Blog/Verification

March 24, 202612 min read

Email regex validation: patterns from naive to RFC 5322

Every developer has written an email regex at some point. Most got it wrong. Some patterns reject half of all legitimate addresses; others happily accept strings that have nothing to do with email. This article walks through concrete regex patterns from the trivially simple to the RFC 5322-adjacent, with working code in three languages, and explains why regex alone isn't enough for real validation.

Why check email with a regular expression at all

Regex has one job in the email context: catch obvious garbage client-side before the data ever hits your server. Registration forms, newsletter signups, checkout flows. Someone types “asdf” or forgets the @ symbol. Regex catches that in microseconds, no network round-trip needed.

The boundary matters. It checks syntax, not reality. It has no idea whether the domain exists, whether the MX server is responding, or whether the mailbox is disposable. Think of it like verifying a passport by format: you can confirm the number has the right length, but you can't confirm the document is genuine.

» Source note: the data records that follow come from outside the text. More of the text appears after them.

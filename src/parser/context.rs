use crate::models::LineType;
use crate::parser::omission_tracker::OmissionTracker;

/// 分类上下文
///
/// 一次解析中跨行传递的全部状态，由驱动器独占并显式传给每一步分类。
/// 每篇文档各用一个实例，不同文档之间不共享。
#[derive(Debug, Clone)]
pub struct ClassificationContext {
    /// 上一个有效行的类型（被整行省略的行不计）
    pub previous_type: Option<LineType>,
    /// 当前行处于块首：文档开头、空行之后，或标题页刚结束
    pub block_start: bool,
    /// 是否仍在标题页
    pub in_title_page: bool,
    /// 已经出现过可识别的标题页关键字
    pub title_page_started: bool,
    /// 标题页中出现过空行
    pub title_page_gap: bool,
    /// 多行括号尚未闭合
    pub parenthetical_open: bool,
    /// 当前对白块是双对白
    pub dual_dialogue: bool,
    /// 等待对白确认的角色行号
    pub pending_cue: Option<usize>,
    /// 直到块结束都没有等到对白的角色行号
    pub unconfirmed_cues: Vec<usize>,
    pub omissions: OmissionTracker,
    /// 下一行的行号
    pub line_index: usize,
}

impl ClassificationContext {
    pub fn new(parse_title_page: bool) -> Self {
        ClassificationContext {
            previous_type: None,
            block_start: true,
            in_title_page: parse_title_page,
            title_page_started: false,
            title_page_gap: false,
            parenthetical_open: false,
            dual_dialogue: false,
            pending_cue: None,
            unconfirmed_cues: Vec::new(),
            omissions: OmissionTracker::new(),
            line_index: 0,
        }
    }

    /// 上一行属于对白块
    pub fn in_dialogue_block(&self) -> bool {
        !self.block_start && self.previous_type.map_or(false, |t| t.is_dialogue_element())
    }

    /// 结束当前块：空行或文档结束时调用
    pub fn close_block(&mut self) {
        if let Some(cue) = self.pending_cue.take() {
            self.unconfirmed_cues.push(cue);
        }
        self.parenthetical_open = false;
        self.dual_dialogue = false;
        self.block_start = true;
        if self.in_title_page {
            self.title_page_gap = true;
        }
    }

    /// 当前行是对白内容，确认等待中的角色
    pub fn confirm_cue(&mut self) {
        self.pending_cue = None;
    }

    /// 结束标题页
    pub fn end_title_page(&mut self) {
        self.in_title_page = false;
        self.title_page_gap = false;
        self.block_start = true;
    }

    /// 记录本行类型，准备处理下一行
    pub fn advance(&mut self, line_type: LineType) {
        self.previous_type = Some(line_type);
        if line_type != LineType::Empty {
            self.block_start = false;
        }
        self.line_index += 1;
    }

    /// 跳过一行但不改变块状态（整行被省略）
    pub fn skip(&mut self) {
        self.line_index += 1;
    }
}

impl Default for ClassificationContext {
    fn default() -> Self {
        Self::new(true)
    }
}
fn classify_content(
    line: &mut Line,
    content: &str,
    ctx: &mut ClassificationContext,
    conf: &Conf,
) -> LineType {
    let lead = content.trim_start();
    let trimmed = content.trim();

    if lead.starts_with(FountainConstants::SECTION_CHAR) {
        line.section_depth = lead
            .chars()
            .take_while(|c| *c == FountainConstants::SECTION_CHAR)
            .count();
        return LineType::Section;
    }

    if is_synopsis(lead) {
        return LineType::Synopsis;
    }

    if ctx.in_title_page {
        // 标题页必须以可识别的关键字开头，之后才接受其他 Key: 行
        match title_page_type(content) {
            Some((line_type, known)) if known || ctx.title_page_started => {
                ctx.title_page_started = true;
                return line_type;
            }
            _ => {}
        }
        let continues_value = !ctx.title_page_gap
            && LINE_REGEX["title_page_continuation"].is_match(content);
        match ctx.previous_type {
            Some(previous) if continues_value && previous.is_title_page() => return previous,
            _ => end_title_page(ctx),
        }
    }

    if LINE_REGEX["page_break"].is_match(content) {
        return LineType::PageBreak;
    }

    if lead.starts_with(FountainConstants::LYRICS_CHAR) {
        if ctx.in_dialogue_block() {
            ctx.confirm_cue();
        }
        return LineType::Lyrics;
    }

    if lead.starts_with(FountainConstants::ACTION_CHAR) {
        return LineType::Action;
    }

    if LINE_REGEX["centered"].is_match(content) {
        return LineType::Centered;
    }

    if lead.starts_with(FountainConstants::TRANSITION_CHAR) {
        return LineType::Transition;
    }

    if ctx.in_dialogue_block() {
        return classify_dialogue(trimmed, ctx, conf);
    }

    if ctx.block_start {
        if is_heading(lead) {
            line.scene_number = scene_number(trimmed, conf);
            return LineType::Heading;
        }

        if LINE_REGEX["transition"].is_match(trimmed) {
            return LineType::Transition;
        }

        if is_character_cue(trimmed) {
            let dual = conf.use_dual_dialogue
                && trimmed.ends_with(FountainConstants::DUAL_DIALOGUE_CHAR);
            ctx.pending_cue = Some(ctx.line_index);
            ctx.dual_dialogue = dual;
            ctx.parenthetical_open = false;
            return LineType::Character.with_dual(dual);
        }
    }

    LineType::Action
}

// 对白块内：more、括号、对白
fn classify_dialogue(trimmed: &str, ctx: &mut ClassificationContext, conf: &Conf) -> LineType {
    ctx.confirm_cue();
    let dual = ctx.dual_dialogue;

    if ctx.parenthetical_open {
        if LINE_REGEX["parenthetical_end"].is_match(trimmed) {
            ctx.parenthetical_open = false;
        }
        return LineType::Parenthetical.with_dual(dual);
    }

    let after_dialogue = matches!(
        ctx.previous_type,
        Some(LineType::Dialogue) | Some(LineType::DualDialogue)
    );
    if after_dialogue && is_more(trimmed, conf) {
        return LineType::More;
    }

    if LINE_REGEX["parenthetical"].is_match(trimmed) {
        return LineType::Parenthetical.with_dual(dual);
    }

    if LINE_REGEX["parenthetical_start"].is_match(trimmed) {
        ctx.parenthetical_open = true;
        return LineType::Parenthetical.with_dual(dual);
    }

    LineType::Dialogue.with_dual(dual)
}

fn end_title_page(ctx: &mut ClassificationContext) {
    if ctx.in_title_page {
        debug!("标题页在第{}行结束", ctx.line_index);
    }
    ctx.end_title_page();
}

fn is_synopsis(lead: &str) -> bool {
    let mut chars = lead.chars();
    chars.next() == Some(FountainConstants::SYNOPSIS_CHAR)
        && chars.next() != Some(FountainConstants::SYNOPSIS_CHAR)
}

fn is_heading(lead: &str) -> bool {
    let mut chars = lead.chars();
    if chars.next() == Some(FountainConstants::HEADING_CHAR) {
        // ".." 开头是省略号，不是强制场景标题
        return chars
            .next()
            .map_or(false, |c| c != FountainConstants::HEADING_CHAR && !c.is_whitespace());
    }
    LINE_REGEX["scene_heading"].is_match(lead)
}

fn is_character_cue(trimmed: &str) -> bool {
    if trimmed.starts_with(FountainConstants::CHARACTER_CHAR) {
        return !trim_character_force_symbol(trimmed).trim().is_empty();
    }
    // FADE IN: 之类以冒号结尾的全大写行不是角色
    if trimmed.ends_with(':') {
        return false;
    }
    let name = trim_character_extension(trimmed);
    !name.is_empty() && is_all_caps(&name)
}

fn is_more(trimmed: &str, conf: &Conf) -> bool {
    FountainConstants::more_tokens()
        .iter()
        .any(|token| trimmed.eq_ignore_ascii_case(token))
        || trimmed.eq_ignore_ascii_case(conf.text_more.trim())
}

// 返回类型，以及关键字是否可识别
fn title_page_type(content: &str) -> Option<(LineType, bool)> {
    if LINE_REGEX["transition"].is_match(content.trim()) {
        return None;
    }
    let caps = LINE_REGEX["title_page"].captures(content)?;
    let key = caps.get(1)?.as_str().trim().to_lowercase();
    let keys = FountainConstants::title_page_keys();
    let kind = keys.get(key.as_str());
    let line_type = match kind {
        Some(&"title") => LineType::TitlePageTitle,
        Some(&"author") => LineType::TitlePageAuthor,
        Some(&"credit") => LineType::TitlePageCredit,
        Some(&"source") => LineType::TitlePageSource,
        Some(&"contact") => LineType::TitlePageContact,
        Some(&"draft_date") => LineType::TitlePageDraftDate,
        _ => LineType::TitlePageUnknown,
    };
    Some((line_type, kind.is_some()))
}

Developers who rely only on regex routinely end up with databases containing 20-30% invalid addresses. The syntax is fine; the addresses don't exist. Treat regex as a first filter, not a solution.

Level 1: the naive pattern

The simplest version, common in beginner tutorials:

.+@.+\..+

What it does: requires at least one character before @, at least one after, a dot, and something after the dot. That's it.

The problems are obvious. This passes “hello@.com”, “@domain.com” (if the dot lands in the right spot), and strings with spaces. For a contact form on a landing page that's probably acceptable. For account registration or a payment form, it creates problems downstream.

Level 2: the practical pattern

This pattern covers 95% of real-world cases and stays readable:

^[a-zA-Z0-9._%+-]+@[a-zA-Z0-9.-]+\.[a-zA-Z]{2,}$

Breaking it down:

^                    # start of string
[a-zA-Z0-9._%+-]+   # local part: letters, digits, dot, _, %, +, -
@                    # separator
[a-zA-Z0-9.-]+      # domain: letters, digits, dot, hyphen
\.                  # dot before TLD
[a-zA-Z]{2,}        # TLD: at least 2 letters
$                    # end of string

This handles the vast majority of addresses correctly: user@example.com, firstname.lastname@company.co.uk, tag+filter@gmail.com. It rejects strings without @, addresses with spaces, and domains without a TLD.

It has limits. It rejects internationalized domains (user@почта.рф), doesn't handle quoted local parts ("john doe"@example.com), and doesn't check part lengths. In practice, 99% of addresses in commercial email lists fit this format.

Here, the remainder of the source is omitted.